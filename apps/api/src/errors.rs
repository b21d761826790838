use axum::{
    http::StatusCode,
    response::{IntoResponse, Response},
    Json,
};
use serde_json::json;
use thiserror::Error;

/// Application-level error type.
/// Implements `IntoResponse` so Axum handlers can return `Result<T, AppError>`.
///
/// External AI provider failures never appear here: the scorer and generator
/// recover them internally by falling back to the deterministic local
/// algorithms, so an application or test is always produced.
#[derive(Debug, Error)]
pub enum AppError {
    #[error("Not found: {0}")]
    NotFound(String),

    #[error("Validation error: {0}")]
    Validation(String),

    #[error("An application already exists for this candidate and job offer")]
    DuplicateApplication,

    #[error("Candidate has not uploaded a CV")]
    MissingCv,

    #[error("Not eligible: {0}")]
    NotEligible(String),

    #[error("Test already completed")]
    AlreadyCompleted,

    #[error("Database error: {0}")]
    Database(#[from] sqlx::Error),

    #[error("Storage error: {0}")]
    Storage(String),

    #[error("Internal server error: {0}")]
    Internal(#[from] anyhow::Error),
}

impl AppError {
    /// True when the underlying database error is a unique-constraint
    /// violation. Used to turn races on the applications / technical_tests
    /// uniqueness constraints into their canonical domain errors.
    pub fn is_unique_violation(&self) -> bool {
        match self {
            AppError::Database(sqlx::Error::Database(db)) => db.is_unique_violation(),
            _ => false,
        }
    }
}

impl IntoResponse for AppError {
    fn into_response(self) -> Response {
        let (status, code, message) = match &self {
            AppError::NotFound(msg) => (StatusCode::NOT_FOUND, "NOT_FOUND", msg.clone()),
            AppError::Validation(msg) => (StatusCode::BAD_REQUEST, "VALIDATION_ERROR", msg.clone()),
            AppError::DuplicateApplication => (
                StatusCode::CONFLICT,
                "DUPLICATE_APPLICATION",
                self.to_string(),
            ),
            AppError::MissingCv => (StatusCode::BAD_REQUEST, "MISSING_CV", self.to_string()),
            AppError::NotEligible(msg) => (StatusCode::CONFLICT, "NOT_ELIGIBLE", msg.clone()),
            AppError::AlreadyCompleted => {
                (StatusCode::CONFLICT, "ALREADY_COMPLETED", self.to_string())
            }
            AppError::Database(e) => {
                tracing::error!("Database error: {e}");
                (
                    StatusCode::INTERNAL_SERVER_ERROR,
                    "DATABASE_ERROR",
                    "A database error occurred".to_string(),
                )
            }
            AppError::Storage(msg) => {
                tracing::error!("Storage error: {msg}");
                (
                    StatusCode::INTERNAL_SERVER_ERROR,
                    "STORAGE_ERROR",
                    "A storage error occurred".to_string(),
                )
            }
            AppError::Internal(e) => {
                tracing::error!("Internal error: {e:?}");
                (
                    StatusCode::INTERNAL_SERVER_ERROR,
                    "INTERNAL_ERROR",
                    "An internal server error occurred".to_string(),
                )
            }
        };

        let body = Json(json!({
            "error": {
                "code": code,
                "message": message
            }
        }));

        (status, body).into_response()
    }
}
//! Local-disk CV store: one file per key under the configured uploads
//! directory. The default backend for development.

use std::path::{Path, PathBuf};

use async_trait::async_trait;
use bytes::Bytes;

use crate::errors::AppError;
use crate::storage::CvStore;

pub struct LocalCvStore {
    root: PathBuf,
}

impl LocalCvStore {
    pub fn new(root: impl Into<PathBuf>) -> Self {
        Self { root: root.into() }
    }

    /// Keys are opaque but become file names here; strip any path components
    /// so a crafted key cannot escape the uploads directory.
    fn path_for(&self, key: &str) -> PathBuf {
        let file_name = Path::new(key)
            .file_name()
            .map(|n| n.to_os_string())
            .unwrap_or_else(|| "cv".into());
        self.root.join(file_name)
    }
}

#[async_trait]
impl CvStore for LocalCvStore {
    async fn put(&self, key: &str, bytes: Bytes) -> Result<(), AppError> {
        tokio::fs::create_dir_all(&self.root)
            .await
            .map_err(|e| AppError::Storage(format!("creating upload dir: {e}")))?;

        tokio::fs::write(self.path_for(key), &bytes)
            .await
            .map_err(|e| AppError::Storage(format!("writing CV '{key}': {e}")))
    }

    async fn get(&self, key: &str) -> Result<Bytes, AppError> {
        let data = tokio::fs::read(self.path_for(key))
            .await
            .map_err(|e| AppError::Storage(format!("reading CV '{key}': {e}")))?;
        Ok(Bytes::from(data))
    }
}

#[cfg(test)]
mod tests {
    use super::*;

    #[tokio::test]
    async fn test_put_then_get_roundtrip() {
        let dir = tempfile::tempdir().unwrap();
        let store = LocalCvStore::new(dir.path());

        store
            .put("cv-jean-dupont.txt", Bytes::from_static(b"mon cv"))
            .await
            .unwrap();
        let read = store.get("cv-jean-dupont.txt").await.unwrap();
        assert_eq!(read.as_ref(), b"mon cv");
    }

    #[tokio::test]
    async fn test_put_replaces_existing_content() {
        let dir = tempfile::tempdir().unwrap();
        let store = LocalCvStore::new(dir.path());

        store.put("cv.txt", Bytes::from_static(b"v1")).await.unwrap();
        store.put("cv.txt", Bytes::from_static(b"v2")).await.unwrap();
        assert_eq!(store.get("cv.txt").await.unwrap().as_ref(), b"v2");
    }

    #[tokio::test]
    async fn test_get_missing_key_is_a_storage_error() {
        let dir = tempfile::tempdir().unwrap();
        let store = LocalCvStore::new(dir.path());
        assert!(matches!(
            store.get("absent.pdf").await,
            Err(AppError::Storage(_))
        ));
    }

    #[tokio::test]
    async fn test_keys_cannot_escape_the_uploads_dir() {
        let dir = tempfile::tempdir().unwrap();
        let store = LocalCvStore::new(dir.path().join("uploads"));

        store
            .put("../../etc/cv.txt", Bytes::from_static(b"x"))
            .await
            .unwrap();
        assert!(dir.path().join("uploads").join("cv.txt").exists());
    }
}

Your instructions
Which lines in the records above contain the word "format"? Copy each one.

Response area
            .map_err(|e| AppError::Storage(format!("creating upload dir: {e}")))?;
            .map_err(|e| AppError::Storage(format!("writing CV '{key}': {e}")))
            .map_err(|e| AppError::Storage(format!("reading CV '{key}': {e}")))?;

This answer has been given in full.